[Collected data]
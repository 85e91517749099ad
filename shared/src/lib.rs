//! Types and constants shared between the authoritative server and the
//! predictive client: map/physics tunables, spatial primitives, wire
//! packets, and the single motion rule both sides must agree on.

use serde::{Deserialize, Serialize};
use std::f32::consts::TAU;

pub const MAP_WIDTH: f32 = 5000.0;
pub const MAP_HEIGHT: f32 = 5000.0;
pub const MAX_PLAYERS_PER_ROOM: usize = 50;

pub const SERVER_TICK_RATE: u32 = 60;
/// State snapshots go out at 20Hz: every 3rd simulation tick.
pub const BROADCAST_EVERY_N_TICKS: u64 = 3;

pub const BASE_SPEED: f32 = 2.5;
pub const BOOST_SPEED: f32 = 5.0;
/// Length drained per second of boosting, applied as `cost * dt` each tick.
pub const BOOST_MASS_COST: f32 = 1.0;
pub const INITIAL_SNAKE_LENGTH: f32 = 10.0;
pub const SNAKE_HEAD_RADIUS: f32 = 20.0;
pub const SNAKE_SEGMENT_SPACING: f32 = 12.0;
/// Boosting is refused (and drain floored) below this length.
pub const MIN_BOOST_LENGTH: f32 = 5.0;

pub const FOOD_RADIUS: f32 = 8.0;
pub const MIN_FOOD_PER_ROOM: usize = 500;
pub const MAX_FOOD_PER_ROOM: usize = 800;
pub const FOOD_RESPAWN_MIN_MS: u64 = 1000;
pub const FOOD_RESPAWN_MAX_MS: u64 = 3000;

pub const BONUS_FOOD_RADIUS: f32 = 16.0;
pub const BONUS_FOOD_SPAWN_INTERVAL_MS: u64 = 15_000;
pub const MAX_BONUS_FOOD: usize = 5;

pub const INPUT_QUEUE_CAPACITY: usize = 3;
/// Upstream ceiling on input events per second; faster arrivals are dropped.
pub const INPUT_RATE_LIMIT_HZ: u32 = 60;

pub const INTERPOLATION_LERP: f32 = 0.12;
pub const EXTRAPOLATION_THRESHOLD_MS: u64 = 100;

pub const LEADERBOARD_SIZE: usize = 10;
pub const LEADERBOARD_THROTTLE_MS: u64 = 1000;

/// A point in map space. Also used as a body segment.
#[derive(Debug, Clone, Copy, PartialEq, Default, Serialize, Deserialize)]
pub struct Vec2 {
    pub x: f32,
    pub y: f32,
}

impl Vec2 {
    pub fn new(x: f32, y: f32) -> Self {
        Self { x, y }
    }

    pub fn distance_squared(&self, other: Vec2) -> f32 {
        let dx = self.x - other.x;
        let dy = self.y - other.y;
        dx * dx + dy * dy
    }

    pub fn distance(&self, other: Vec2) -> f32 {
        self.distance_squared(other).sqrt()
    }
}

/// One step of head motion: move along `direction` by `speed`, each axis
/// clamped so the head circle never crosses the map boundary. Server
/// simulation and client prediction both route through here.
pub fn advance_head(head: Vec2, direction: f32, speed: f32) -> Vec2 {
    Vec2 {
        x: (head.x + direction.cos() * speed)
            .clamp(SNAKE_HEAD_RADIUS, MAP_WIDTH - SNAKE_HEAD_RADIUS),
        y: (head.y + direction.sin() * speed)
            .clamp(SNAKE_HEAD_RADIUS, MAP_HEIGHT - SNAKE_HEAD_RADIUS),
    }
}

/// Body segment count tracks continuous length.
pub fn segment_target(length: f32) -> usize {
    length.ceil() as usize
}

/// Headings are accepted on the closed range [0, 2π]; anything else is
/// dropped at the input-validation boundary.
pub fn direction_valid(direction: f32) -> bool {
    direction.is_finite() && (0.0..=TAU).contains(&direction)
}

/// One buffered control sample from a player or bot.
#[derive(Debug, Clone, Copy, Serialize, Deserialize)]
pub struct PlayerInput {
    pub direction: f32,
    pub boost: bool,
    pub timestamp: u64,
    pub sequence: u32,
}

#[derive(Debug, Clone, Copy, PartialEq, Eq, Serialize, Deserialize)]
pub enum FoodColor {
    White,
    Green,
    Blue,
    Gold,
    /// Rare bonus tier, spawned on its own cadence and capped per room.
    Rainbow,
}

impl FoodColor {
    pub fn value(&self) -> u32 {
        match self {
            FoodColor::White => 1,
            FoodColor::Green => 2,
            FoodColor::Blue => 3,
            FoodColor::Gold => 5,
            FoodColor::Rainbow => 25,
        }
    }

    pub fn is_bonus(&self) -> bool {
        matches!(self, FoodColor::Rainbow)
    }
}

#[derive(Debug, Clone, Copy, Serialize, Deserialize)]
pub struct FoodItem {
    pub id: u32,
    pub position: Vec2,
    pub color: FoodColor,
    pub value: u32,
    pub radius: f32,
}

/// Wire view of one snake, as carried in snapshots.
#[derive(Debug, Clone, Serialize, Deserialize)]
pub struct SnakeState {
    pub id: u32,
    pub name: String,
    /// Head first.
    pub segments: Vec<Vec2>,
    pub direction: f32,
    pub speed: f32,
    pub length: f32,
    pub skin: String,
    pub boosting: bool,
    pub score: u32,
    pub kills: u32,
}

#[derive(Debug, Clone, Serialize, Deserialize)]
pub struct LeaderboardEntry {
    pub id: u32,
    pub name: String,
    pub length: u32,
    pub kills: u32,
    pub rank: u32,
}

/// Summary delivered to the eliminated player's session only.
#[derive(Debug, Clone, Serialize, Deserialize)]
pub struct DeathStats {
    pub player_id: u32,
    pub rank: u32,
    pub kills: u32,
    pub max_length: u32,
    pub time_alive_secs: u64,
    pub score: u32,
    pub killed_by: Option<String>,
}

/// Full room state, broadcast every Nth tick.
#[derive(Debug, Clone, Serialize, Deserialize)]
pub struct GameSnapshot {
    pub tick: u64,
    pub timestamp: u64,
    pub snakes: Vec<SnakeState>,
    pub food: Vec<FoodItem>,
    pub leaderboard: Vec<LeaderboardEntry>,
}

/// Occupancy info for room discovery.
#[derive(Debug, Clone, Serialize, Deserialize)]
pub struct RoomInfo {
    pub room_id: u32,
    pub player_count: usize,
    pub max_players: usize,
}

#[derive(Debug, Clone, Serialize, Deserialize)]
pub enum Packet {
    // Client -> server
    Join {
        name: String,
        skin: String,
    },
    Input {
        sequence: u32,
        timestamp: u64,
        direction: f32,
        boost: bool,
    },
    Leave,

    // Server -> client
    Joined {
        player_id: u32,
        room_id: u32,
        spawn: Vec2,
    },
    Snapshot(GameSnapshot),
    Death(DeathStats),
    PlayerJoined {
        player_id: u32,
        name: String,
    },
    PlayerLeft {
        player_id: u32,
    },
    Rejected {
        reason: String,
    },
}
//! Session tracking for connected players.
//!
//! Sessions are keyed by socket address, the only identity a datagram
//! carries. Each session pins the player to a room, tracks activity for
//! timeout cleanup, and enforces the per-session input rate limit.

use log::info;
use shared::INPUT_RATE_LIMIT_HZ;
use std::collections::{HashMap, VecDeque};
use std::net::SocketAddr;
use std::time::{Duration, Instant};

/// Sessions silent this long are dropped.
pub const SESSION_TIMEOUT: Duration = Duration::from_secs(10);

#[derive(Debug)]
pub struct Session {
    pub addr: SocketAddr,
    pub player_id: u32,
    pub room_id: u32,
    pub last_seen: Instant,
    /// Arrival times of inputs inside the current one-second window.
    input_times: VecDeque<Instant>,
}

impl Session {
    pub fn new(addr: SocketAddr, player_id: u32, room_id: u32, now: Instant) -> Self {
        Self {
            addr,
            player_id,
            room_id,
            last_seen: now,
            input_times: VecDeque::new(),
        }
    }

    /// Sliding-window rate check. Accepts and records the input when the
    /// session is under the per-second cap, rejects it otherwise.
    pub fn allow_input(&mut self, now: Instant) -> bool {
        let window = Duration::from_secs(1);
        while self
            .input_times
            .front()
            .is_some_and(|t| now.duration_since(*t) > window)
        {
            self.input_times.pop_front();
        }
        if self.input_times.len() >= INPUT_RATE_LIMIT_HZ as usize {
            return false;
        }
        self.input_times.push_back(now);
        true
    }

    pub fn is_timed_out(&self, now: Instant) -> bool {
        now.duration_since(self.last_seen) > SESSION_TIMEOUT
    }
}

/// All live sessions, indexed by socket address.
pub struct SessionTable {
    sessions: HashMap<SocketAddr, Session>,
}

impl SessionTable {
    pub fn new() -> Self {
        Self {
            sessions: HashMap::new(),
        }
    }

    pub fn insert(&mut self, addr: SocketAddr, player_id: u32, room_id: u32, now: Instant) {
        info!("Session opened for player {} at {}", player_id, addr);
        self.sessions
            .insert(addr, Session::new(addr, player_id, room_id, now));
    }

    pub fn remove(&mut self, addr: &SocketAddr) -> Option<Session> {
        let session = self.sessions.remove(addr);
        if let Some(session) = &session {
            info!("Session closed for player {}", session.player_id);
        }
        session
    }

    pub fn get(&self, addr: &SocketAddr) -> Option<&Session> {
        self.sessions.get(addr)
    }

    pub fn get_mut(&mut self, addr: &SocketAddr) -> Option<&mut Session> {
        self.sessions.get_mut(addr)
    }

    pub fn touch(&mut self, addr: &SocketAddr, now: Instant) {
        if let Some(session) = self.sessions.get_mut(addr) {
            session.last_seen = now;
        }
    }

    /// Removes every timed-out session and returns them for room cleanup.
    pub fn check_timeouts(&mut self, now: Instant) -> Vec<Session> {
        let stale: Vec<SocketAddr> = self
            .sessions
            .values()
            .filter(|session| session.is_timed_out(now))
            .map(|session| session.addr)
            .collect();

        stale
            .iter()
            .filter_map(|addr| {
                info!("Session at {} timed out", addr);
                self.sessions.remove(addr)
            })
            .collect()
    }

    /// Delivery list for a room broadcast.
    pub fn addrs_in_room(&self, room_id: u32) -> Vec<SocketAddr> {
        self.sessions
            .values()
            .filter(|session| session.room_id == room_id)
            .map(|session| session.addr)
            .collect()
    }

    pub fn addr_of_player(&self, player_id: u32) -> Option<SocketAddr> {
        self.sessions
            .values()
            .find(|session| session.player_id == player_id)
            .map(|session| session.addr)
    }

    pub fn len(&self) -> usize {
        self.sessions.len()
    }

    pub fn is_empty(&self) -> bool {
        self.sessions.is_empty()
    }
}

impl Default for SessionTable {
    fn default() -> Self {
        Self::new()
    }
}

...

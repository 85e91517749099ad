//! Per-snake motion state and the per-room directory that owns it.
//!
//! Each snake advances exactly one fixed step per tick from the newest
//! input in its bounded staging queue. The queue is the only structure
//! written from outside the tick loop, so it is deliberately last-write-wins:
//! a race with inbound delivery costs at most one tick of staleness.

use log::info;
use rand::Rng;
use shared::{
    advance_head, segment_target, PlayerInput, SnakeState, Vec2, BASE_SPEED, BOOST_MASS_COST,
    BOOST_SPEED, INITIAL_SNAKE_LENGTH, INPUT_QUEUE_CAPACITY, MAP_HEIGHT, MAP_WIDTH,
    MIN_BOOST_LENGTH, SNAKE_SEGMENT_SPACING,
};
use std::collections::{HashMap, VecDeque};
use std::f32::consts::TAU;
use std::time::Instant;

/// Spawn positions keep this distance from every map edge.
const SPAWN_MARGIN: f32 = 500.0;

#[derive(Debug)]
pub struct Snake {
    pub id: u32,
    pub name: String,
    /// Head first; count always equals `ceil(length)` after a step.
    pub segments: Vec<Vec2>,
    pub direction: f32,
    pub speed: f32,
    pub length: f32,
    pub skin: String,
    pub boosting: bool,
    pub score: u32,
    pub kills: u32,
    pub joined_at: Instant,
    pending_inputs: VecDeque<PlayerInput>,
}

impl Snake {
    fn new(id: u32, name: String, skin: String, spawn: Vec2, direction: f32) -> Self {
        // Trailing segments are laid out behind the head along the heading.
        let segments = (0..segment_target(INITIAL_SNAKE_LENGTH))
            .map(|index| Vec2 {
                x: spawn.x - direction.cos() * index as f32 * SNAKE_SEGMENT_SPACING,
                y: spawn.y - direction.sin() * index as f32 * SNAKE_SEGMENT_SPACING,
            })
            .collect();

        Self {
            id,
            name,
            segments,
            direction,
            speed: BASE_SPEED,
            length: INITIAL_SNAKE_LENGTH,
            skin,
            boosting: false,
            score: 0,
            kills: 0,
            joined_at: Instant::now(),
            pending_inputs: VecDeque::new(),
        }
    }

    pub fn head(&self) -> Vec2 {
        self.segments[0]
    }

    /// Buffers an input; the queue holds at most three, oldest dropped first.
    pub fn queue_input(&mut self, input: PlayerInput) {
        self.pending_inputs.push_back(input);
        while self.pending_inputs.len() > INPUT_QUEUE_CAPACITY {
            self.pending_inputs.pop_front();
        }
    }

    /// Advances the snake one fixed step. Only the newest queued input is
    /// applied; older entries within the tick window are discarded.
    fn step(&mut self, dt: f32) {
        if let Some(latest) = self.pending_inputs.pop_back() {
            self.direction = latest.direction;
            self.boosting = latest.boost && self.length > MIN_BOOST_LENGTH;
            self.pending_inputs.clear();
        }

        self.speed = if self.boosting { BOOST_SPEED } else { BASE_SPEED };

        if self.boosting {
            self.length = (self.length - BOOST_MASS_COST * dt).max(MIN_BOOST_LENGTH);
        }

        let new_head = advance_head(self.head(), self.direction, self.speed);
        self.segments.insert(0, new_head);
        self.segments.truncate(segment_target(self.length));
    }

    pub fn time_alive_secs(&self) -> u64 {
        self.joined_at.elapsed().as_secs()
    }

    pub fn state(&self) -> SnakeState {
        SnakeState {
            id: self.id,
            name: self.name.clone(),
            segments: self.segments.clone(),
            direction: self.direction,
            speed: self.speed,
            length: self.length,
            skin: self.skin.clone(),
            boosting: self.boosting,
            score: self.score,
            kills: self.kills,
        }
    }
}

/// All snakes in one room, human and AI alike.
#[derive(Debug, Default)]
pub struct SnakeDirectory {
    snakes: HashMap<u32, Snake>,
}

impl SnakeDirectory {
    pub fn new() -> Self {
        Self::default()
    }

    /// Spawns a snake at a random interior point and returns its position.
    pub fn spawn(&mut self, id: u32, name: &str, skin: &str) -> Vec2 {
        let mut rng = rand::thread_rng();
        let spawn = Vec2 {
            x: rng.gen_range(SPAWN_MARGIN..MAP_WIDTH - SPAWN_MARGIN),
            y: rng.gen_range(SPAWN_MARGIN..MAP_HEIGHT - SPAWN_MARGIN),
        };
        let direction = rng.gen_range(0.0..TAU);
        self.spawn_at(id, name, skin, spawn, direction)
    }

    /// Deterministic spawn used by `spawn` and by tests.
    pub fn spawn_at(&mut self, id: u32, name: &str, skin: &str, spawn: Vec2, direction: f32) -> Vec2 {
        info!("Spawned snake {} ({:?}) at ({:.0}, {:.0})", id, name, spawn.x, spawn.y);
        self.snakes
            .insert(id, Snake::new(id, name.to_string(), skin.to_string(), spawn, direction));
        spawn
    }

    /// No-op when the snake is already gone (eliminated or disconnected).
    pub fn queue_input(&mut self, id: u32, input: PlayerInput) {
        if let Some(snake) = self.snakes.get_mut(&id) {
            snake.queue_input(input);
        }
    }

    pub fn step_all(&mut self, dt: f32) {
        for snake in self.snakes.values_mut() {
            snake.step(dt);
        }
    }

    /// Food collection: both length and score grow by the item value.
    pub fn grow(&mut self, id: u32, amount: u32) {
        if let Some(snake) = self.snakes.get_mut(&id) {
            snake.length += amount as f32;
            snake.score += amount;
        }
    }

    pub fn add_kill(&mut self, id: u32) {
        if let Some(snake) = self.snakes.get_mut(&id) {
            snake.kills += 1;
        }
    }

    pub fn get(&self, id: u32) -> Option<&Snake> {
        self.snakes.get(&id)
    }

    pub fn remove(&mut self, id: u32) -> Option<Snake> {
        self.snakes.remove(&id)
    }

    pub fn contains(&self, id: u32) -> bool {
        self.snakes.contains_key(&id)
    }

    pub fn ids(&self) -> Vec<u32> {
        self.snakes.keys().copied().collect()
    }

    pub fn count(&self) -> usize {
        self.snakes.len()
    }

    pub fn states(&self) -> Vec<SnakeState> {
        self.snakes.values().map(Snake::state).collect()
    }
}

▶ **AIM OF THE TASK**: Go line by line through the records above and copy each one containing "both".

▶ **TASK SOLUTION**:
//! packets, and the single motion rule both sides must agree on.
/// simulation and client prediction both route through here.
    /// Food collection: both length and score grow by the item value.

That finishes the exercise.